Moukam Fonkam ou la sagesse par la danse

hivernales

Affiche des Hivernales.

Moukam Fonkam est un des vecteurs de culture qui font la grandeur des hivernales. Derrière le chorégraphe se cache un conteur au patrimoine riche, qui sait transmettre aux plus jeunes générations des grands principes de la vie, à sa manière. Son charisme et sa manière d’aborder les choses permettent une autre approche des règles de morale, plus pragmatique. À travers les histoires et la danse, Moukam inculque des valeurs comme le respect, ou la discipline. Notre société à tendance à diaboliser ces valeurs, en leur donnant une dimension restrictive, aliénante. À l’inverse, notre chorégraphe montre la richesse de ces lignes conductrices, en en dépeignant les avantages. Au travers  de diverses situations, il enseigne aux élèves les bonnes réactions à adopter, l’attitude à avoir pour faire face au monde sans crainte. Arborer un « petit sourire qui vient du cœur », savoir se faire « plus petit que la fourmi », et poser des questions pleines de curiosité, sans aucune arrière-pensée ni moquerie. Transmettre des émotions pures, honnêtes, et vivantes, tel et la leçon que nous donne Moukam Fonkam.

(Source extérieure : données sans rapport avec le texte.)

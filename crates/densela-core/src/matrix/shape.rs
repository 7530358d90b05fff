//! Shape manipulation: transpose, minors and row swaps.

use crate::Scalar;

use super::Matrix;

impl<T: Scalar> Matrix<T> {
    /// Transpose the matrix. Returns a new matrix with copied data.
    pub fn transpose(&self) -> Self {
        let (rows, cols) = (self.rows, self.cols);
        let mut data = vec![T::zero(); self.data.len()];

        for r in 0..rows {
            for c in 0..cols {
                data[c * rows + r] = self.data[r * cols + c];
            }
        }

        Matrix::from_parts(data, cols, rows)
    }

    /// Copy of the matrix without row `row` and column `col`.
    ///
    /// This is the submatrix whose determinant is the `(row, col)` minor.
    ///
    /// # Panics
    ///
    /// Panics if `row` or `col` is out of bounds.
    ///
    /// ```
    /// # use densela_core::Matrix;
    /// let a = Matrix::from_rows(&[[1.0, 2.0, 3.0], [4.0, 5.0, 6.0], [7.0, 8.0, 9.0]]).unwrap();
    /// let m = a.minor(0, 1);
    /// assert_eq!(m.as_slice(), &[4.0, 6.0, 7.0, 9.0]);
    /// ```
    pub fn minor(&self, row: usize, col: usize) -> Self {
        assert!(
            row < self.rows && col < self.cols,
            "minor ({row}, {col}) out of bounds for {}x{}",
            self.rows,
            self.cols
        );
        let mut data = Vec::with_capacity((self.rows - 1) * (self.cols - 1));
        for r in (0..self.rows).filter(|&r| r != row) {
            for c in (0..self.cols).filter(|&c| c != col) {
                data.push(self.data[r * self.cols + c]);
            }
        }
        Matrix::from_parts(data, self.rows - 1, self.cols - 1)
    }

    /// Swap rows `a` and `b` in place.
    pub fn swap_rows(&mut self, a: usize, b: usize) {
        if a == b {
            return;
        }
        for j in 0..self.cols {
            self.data.swap(a * self.cols + j, b * self.cols + j);
        }
    }

    /// Copy of the first `n` rows.
    pub fn top_rows(&self, n: usize) -> Self {
        let n = n.min(self.rows);
        Matrix::from_parts(self.data[..n * self.cols].to_vec(), n, self.cols)
    }
}
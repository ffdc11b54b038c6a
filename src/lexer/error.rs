use thiserror::Error;

#[derive(Debug, Error, Clone, PartialEq, Eq)]
pub enum LexError {
    #[error("Invalid dedent to {indent_level} spaces at position {position}")]
    InvalidDedent {
        indent_level: usize,
        position: usize,
    },
    #[error("Unexpected character '{character}' at position {position}")]
    UnexpectedCharacter { character: char, position: usize },
    #[error("Tabs are not supported for indentation at position {position}")]
    TabIndentation { position: usize },
    #[error("Invalid integer literal '{literal}' at position {position}")]
    InvalidIntegerLiteral { literal: String, position: usize },
    #[error("Invalid float literal '{literal}' at position {position}")]
    InvalidFloatLiteral { literal: String, position: usize },
    #[error("Unterminated string literal at position {position}")]
    UnterminatedString { position: usize },
}

pub type LexResult<T> = Result<T, LexError>;
use std::ops::RangeInclusive;

/// Calls the translator lowers specially instead of emitting a plain call.
#[derive(Debug, Clone, Copy, PartialEq, Eq, Hash)]
pub enum BuiltinFunction {
    Len,
    Str,
    Int,
    Float,
    Abs,
    Min,
    Max,
    Range,
}

impl BuiltinFunction {
    pub fn from_name(name: &str) -> Option<Self> {
        match name {
            "len" => Some(Self::Len),
            "str" => Some(Self::Str),
            "int" => Some(Self::Int),
            "float" => Some(Self::Float),
            "abs" => Some(Self::Abs),
            "min" => Some(Self::Min),
            "max" => Some(Self::Max),
            "range" => Some(Self::Range),
            _ => None,
        }
    }

    pub fn name(self) -> &'static str {
        match self {
            Self::Len => "len",
            Self::Str => "str",
            Self::Int => "int",
            Self::Float => "float",
            Self::Abs => "abs",
            Self::Min => "min",
            Self::Max => "max",
            Self::Range => "range",
        }
    }

    pub fn arity(self) -> RangeInclusive<usize> {
        match self {
            Self::Len | Self::Str | Self::Int | Self::Float | Self::Abs => 1..=1,
            Self::Min | Self::Max => 2..=2,
            Self::Range => 1..=3,
        }
    }
}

            Cette manière d’échanger lui vient de son éducation. Dans un système où chaque danse correspond à une étape de la vie, à un élément du quotidien. Où ce rituel fait partie intégrante de l’existence, plus qu’un simple passe-temps, plus nécessaire qu’une passion. Que ce soient des danses élégantes, comme le Gwe-Sem de l’ouest du cameroun ou des danses guerrières comme le ben sekim, ou même le bikoutsi bitsi du centre camerounais, chaque danse traduit une nécessité, est témoin d’un environnement et d’un système de pensée. Et même si l’on ne retient pas forcément comment s’articulent et coexistent toutes ces danses, leur prolifération a quelque chose de fantastique, de stimulant, une ambiance qu’on ne retrouve pas en France, sauf quand des personnes comme Moukam Fonkam viennent témoigner. La disponibilité des enfants, leur propension à accepter ce qu’on leur offre facilite cet échange, et, ils le disent eux-mêmes, il leur reste après l’envie de revenir, impressionnés par ce qu’ils ont observés durant l’atelier.

            Mais les leçons de Moukam ne sont pas seulement destinées aux enfants, et assister à l’atelier peut bénéficier à chacun. Le danseur m’a délivré, une fois la classe repartie, un message qui lui est cher. Il explique que chaque chose n’arrive qu’une fois. Cela peut sembler évident, et cette phrase n’a pas d’intérêt si on n’en comprend pas les enjeux. Elle invite à vivre pleinement, complètement. À rester attentif à chaque instant, car chaque chose n’arrive qu’une fois, et aucun enseignement ne peut être rattrapé. Car chaque instant a son énergie, qui ne peut être que copiée par la suite. Selon ses mots «tu as beau être le meilleur dans ce que tu fais, si tu as manqué un cours, ou un enseignement, tu ne seras pas au maximum de tes capacités. Et tu ne pourras jamais l’être, car chaque chose n’arrive qu’une fois.» Il faut donc prendre conscience de la particularité d’un événement, qui a sa propre substance. Et s’ouvrir au monde qui nous entoure, à l’ensemble des espaces qui sont autour de nous, à l’image de la danse Keitin, où l’on porte un panier sur sa tête. Porter le monde, non pas comme un fardeau mais comme une couronne.